The dude abides!


Love this one:

“Troubled Chicago psychologist Mark Angelotti is haunted by a reckless past in which he ‘annihilated’ his Hippocratic Oath. Mark is returning to his professional life with blindness caused by a genetic defect. Though he’s pretty much a walking emotional maelstrom, he’s high functioning, whose empathy meter redlines in the case of Charlie Dickerson a developmentally disabled adult with Fragile X syndrome who is framed for murder and from whom the cops have coerced a confession. Mark is dead set to exonerate Charlie by finding the murderer himself, but as he gets closer the killer targets him. Raimondo offers more than a typical thriller. Though the story itself is tight and fast paced, Raimondo also has the especially convincing Mark railing against a police system divorced from justice and also exploding various stereotypes about persons with disabilities, especially visual impairments. Readers will love Mark’s dry, sarcastic wit “I’ll keep my eyes wide open,” he’ll say, or refer to his Blindberry. Whether he is arguing with a disability rights activist, sparring with a cruel, confrontational lawyer, gently wooing a colleague (blind sex is no different than regular sex, it seems), or carefully navigating the emotional minefield represented by Charlie’s parents, Mark is a vivid character, an astute and insightful man. Even if he does sometimes uses big words (e.g., eidetic[5], arriviste[6]), I hope we ‘see’ (ha!) more of him soon.”   — Books for a Right and Happy Dude (Library Journal 1/14/13)

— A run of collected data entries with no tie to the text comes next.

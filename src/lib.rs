pub mod admin;
pub mod config;
pub mod error;
pub mod node;
pub mod notify;
pub mod scheduler;
pub mod shutdown;
pub mod store;
pub mod stream;
pub mod worker;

Library Journal’s Mystery Debut of the Month (December, 2012)


(Starred Review) “Charlie, a developmentally disabled adult, loves his art teacher, Shannon. But then Shannon is murdered and Charlie is holding her body when the cops show up. Conveniently for the authorities, he confesses to the crime. Further complicating the situation, Shannon was pregnant and DNA says Charlie was the father. But Mark, a psychiatrist who is blind and who has counseled Charlie and his family before, strongly believes the man has been framed. Determined to do right by his young patient, Mark embarks with zeal on an amateur sleuthing mission. He learns that Shannon was quite opportunistic and had a bucketful of enemies. The real question is how well Mark can maneuver through the streets of Chicago without getting killed, too.  VERDICT Raimondo’s ambitious first-person-narrator debut tackles a taboo topic head-on. Her blind psychiatrist character (with oodles of guilt issues) is a real keeper . . . ”  Library Journal, December 13, 2012


Publisher’s Weekly Review (11/05/12)


“Near the start of Raimondo’s engaging debut, Chicago psychiatrist Mark Angelotti receives a visit from the parents of 18-year-old Charlie Dickerson, who has the mental age of a grade schooler and has been crying in the middle of the night at his care facility, the New Horizons Center.  Charlie’s well-heeled parents fear that Charlie has been abused at New Horizons.  The psychiatrist, who’s still reeling from a diagnosis of a degenerative eye disease, doubts abuse, but he soon faces a bigger problem after Charlie confesses to the murder of the center’s art teacher, Shannon Sparrow.  Accused of malpractice and fearing the effect of imprisonment on Charlie, Angelotti begins to look into the backgrounds of Shannon and her co-workers.  Angelotti’s smart-aleck tendencies and unswerving dedication to his vulnerable client — as well as an exciting climax — keep the reader turning the pages.”  Publisher’s Weekly (November 5, 2012)

Books Before the Buzz


“If you cross Christie’s And Then There Were None, Grisham’s The Firm and Harris’ The Silence of the Lambs, you might get something like Dante’s Wood, the upcoming book by Lynne Raimondo. The taut read follows a psychiatrist/investigator who is trying to uncover why a young patient confessed to a crime … and it leads into the dark back alleys of Chicago and right into a DNA mystery in this January 2013 release.”  The Books Before the Buzz, RT Book Reviews.